Stored data:

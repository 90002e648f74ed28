//! The config file on disk: where it lives, how it is read, and the
//! commented template written the first time the relay starts.

use std::io::ErrorKind;
use std::path::{Path, PathBuf};

use termbridge_common::ConfigError;
use tracing::info;

use crate::schema::{RelayConfig, CONFIG_SCHEMA_VERSION};

/// `<platform config dir>/termbridge/relay.toml`.
pub fn default_path() -> Result<PathBuf, ConfigError> {
    let dir = dirs::config_dir()
        .ok_or_else(|| ConfigError::ParseError("could not determine config directory".into()))?;
    Ok(dir.join("termbridge").join("relay.toml"))
}

/// Parse the file at `path`. Missing fields take their defaults; values are
/// checked by [`crate::validation`], not here.
pub fn read(path: &Path) -> Result<RelayConfig, ConfigError> {
    let content = std::fs::read_to_string(path).map_err(|e| match e.kind() {
        ErrorKind::NotFound => ConfigError::FileNotFound(path.to_path_buf()),
        _ => ConfigError::ParseError(format!("failed to read {}: {e}", path.display())),
    })?;

    let config = toml::from_str(&content)
        .map_err(|e| ConfigError::ParseError(format!("{}: {e}", path.display())))?;
    info!("loaded config from {}", path.display());
    Ok(config)
}

/// Like [`read`], but a missing file is replaced by the template and the
/// defaults are returned.
pub fn read_or_init(path: &Path) -> Result<RelayConfig, ConfigError> {
    match read(path) {
        Err(ConfigError::FileNotFound(_)) => {
            write_template(path)?;
            Ok(RelayConfig::default())
        }
        other => other,
    }
}

/// Write the commented template to `path`, creating parent directories.
pub fn write_template(path: &Path) -> Result<(), ConfigError> {
    let write_err = |e: std::io::Error| {
        ConfigError::ParseError(format!("failed to write {}: {e}", path.display()))
    };
    if let Some(parent) = path.parent() {
        std::fs::create_dir_all(parent).map_err(write_err)?;
    }
    std::fs::write(path, template()).map_err(write_err)?;
    info!("wrote default config to {}", path.display());
    Ok(())
}

/// Default config with every setting commented out.
pub fn template() -> String {
    format!("# termbridge relay configuration\n# Schema version {CONFIG_SCHEMA_VERSION}\n{BODY}")
}

const BODY: &str = r##"# Only override what you want to change -- missing fields use defaults.

[server]
# bind = "0.0.0.0"
# port = 8080                  # 1-65535
# upgrade_timeout_secs = 10    # 1-120

[auth]
# Shared with the login service that mints device credentials.
# Must be at least 16 characters. TERMBRIDGE_TOKEN_SECRET overrides it.
# token_secret = ""
# login_url = "http://localhost:8080/auth/login"
# identities = ["user-1"]

[handshake]
# Unfinished pairing attempts are reverted after this many seconds.
# timeout_secs = 30            # 1-600

[logging]
# trace | debug | info | warn | error
# level = "info"
"##;
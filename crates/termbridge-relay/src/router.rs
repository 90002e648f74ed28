//! Message router: forwards application events between paired devices.

use serde_json::value::RawValue;
use tracing::{debug, info};

use termbridge_common::ConnectionId;

use crate::protocol::{Outbound, RoutedKind};
use crate::registry::RegistryState;

/// What happened to one routed event.
#[derive(Debug, Clone, Copy, PartialEq, Eq)]
pub enum RouteOutcome {
    Forwarded,
    /// The sending connection has no device record.
    Unregistered,
    /// The sender has no completed pairing.
    NotPaired,
    /// The recorded peer is gone or no longer points back. The sender's
    /// stale pairing has been cleared.
    PeerLost,
}

impl RegistryState {
    /// Forward `payload` to the sender's paired peer, untouched.
    pub(crate) fn route(
        &mut self,
        source: &ConnectionId,
        kind: RoutedKind,
        payload: Option<Box<RawValue>>,
    ) -> RouteOutcome {
        let Some(sender) = self.lookup_by_connection(source) else {
            return RouteOutcome::Unregistered;
        };
        if !sender.is_paired() {
            debug!(
                device_id = %sender.device_id,
                event = kind.as_str(),
                "Dropped event from unpaired device"
            );
            return RouteOutcome::NotPaired;
        }
        let sender_id = sender.device_id.clone();
        let peer_id = sender.paired_with().unwrap_or_default().to_string();

        let peer = self
            .lookup_by_id(&peer_id)
            .filter(|p| p.paired_with() == Some(sender_id.as_str()) && p.is_paired());
        match peer {
            Some(peer) => {
                peer.connection.push(Outbound::Forward { kind, payload });
                RouteOutcome::Forwarded
            }
            None => {
                info!(
                    device_id = %sender_id,
                    peer_id = %peer_id,
                    "Paired peer is gone; clearing stale pairing"
                );
                let sender = self.lookup_by_id_mut(&sender_id);
                let notify = sender.and_then(|s| {
                    s.set_paired_with(None);
                    (!s.is_host()).then(|| s.device_id.clone())
                });
                if let Some(client_id) = notify {
                    self.send_available_to(&client_id);
                }
                RouteOutcome::PeerLost
            }
        }
    }
}
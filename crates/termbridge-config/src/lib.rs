//! termbridge relay configuration.
//!
//! TOML-based configuration with full validation. All sections use sensible
//! defaults so partial configs work out of the box.
//!
//! # Quick Start
//!
//! ```rust,no_run
//! use termbridge_config::load_config;
//!
//! let config = load_config(None).expect("failed to load config");
//! println!("listening on {}", config.server.addr());
//! ```

pub mod file;
pub mod schema;
pub mod validation;

// Re-export core types for convenience
pub use schema::{
    AuthConfig, HandshakeConfig, LogLevel, LoggingConfig, RelayConfig, ServerConfig,
    CONFIG_SCHEMA_VERSION,
};

use std::path::Path;

use termbridge_common::ConfigError;

/// Environment variable that overrides `auth.token_secret`.
pub const TOKEN_SECRET_ENV: &str = "TERMBRIDGE_TOKEN_SECRET";

/// Load, override from the environment, and validate.
///
/// With `path` set the file must exist; otherwise the platform default is
/// used and created on first run.
pub fn load_config(path: Option<&Path>) -> Result<RelayConfig, ConfigError> {
    let mut config = match path {
        Some(path) => file::read(path)?,
        None => file::read_or_init(&file::default_path()?)?,
    };

    apply_env_overrides(&mut config, |key| std::env::var(key).ok());
    validation::validate(&config)?;
    Ok(config)
}

/// Apply environment overrides using `lookup` to read variables.
pub fn apply_env_overrides(config: &mut RelayConfig, lookup: impl Fn(&str) -> Option<String>) {
    if let Some(secret) = lookup(TOKEN_SECRET_ENV).filter(|s| !s.is_empty()) {
        tracing::debug!("auth.token_secret taken from {TOKEN_SECRET_ENV}");
        config.auth.token_secret = secret;
    }
}
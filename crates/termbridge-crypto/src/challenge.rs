//! Pairing challenges: generation, HMAC signing, constant-time verification.

use hmac::{Hmac, Mac};
use rand::RngCore;
use sha2::Sha256;

use termbridge_common::CryptoError;

use crate::keys::{decode_hex, SharedSecret};

type HmacSha256 = Hmac<Sha256>;

/// Challenge length in bytes before hex encoding.
pub const CHALLENGE_LEN: usize = 32;

/// Generate a fresh random challenge, hex-encoded.
pub fn generate_challenge() -> String {
    let mut bytes = [0u8; CHALLENGE_LEN];
    rand::thread_rng().fill_bytes(&mut bytes);
    hex::encode(bytes)
}

/// HMAC-SHA256 over the decoded challenge bytes, keyed by the shared secret.
pub fn sign_challenge(challenge_hex: &str, secret: &SharedSecret) -> Result<String, CryptoError> {
    let challenge = decode_hex(challenge_hex)?;
    let mut mac = new_mac(secret)?;
    mac.update(&challenge);
    Ok(hex::encode(mac.finalize().into_bytes()))
}

/// Recompute the HMAC and compare it against `signature_hex`.
///
/// The comparison is constant-time (`Mac::verify_slice`). A signature of the
/// wrong length simply fails; only undecodable hex is reported as an error.
pub fn verify_challenge(
    challenge_hex: &str,
    signature_hex: &str,
    secret: &SharedSecret,
) -> Result<bool, CryptoError> {
    let challenge = decode_hex(challenge_hex)?;
    let signature = decode_hex(signature_hex)?;
    let mut mac = new_mac(secret)?;
    mac.update(&challenge);
    Ok(mac.verify_slice(&signature).is_ok())
}

fn new_mac(secret: &SharedSecret) -> Result<HmacSha256, CryptoError> {
    HmacSha256::new_from_slice(secret.as_bytes())
        .map_err(|e| CryptoError::InvalidKeyLength(e.to_string()))
}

Problem to work on: From the records above, pick out and copy each line holding the word "None".

Solution to this problem:
            None => {
                    s.set_paired_with(None);
//! let config = load_config(None).expect("failed to load config");
        None => file::read_or_init(&file::default_path()?)?,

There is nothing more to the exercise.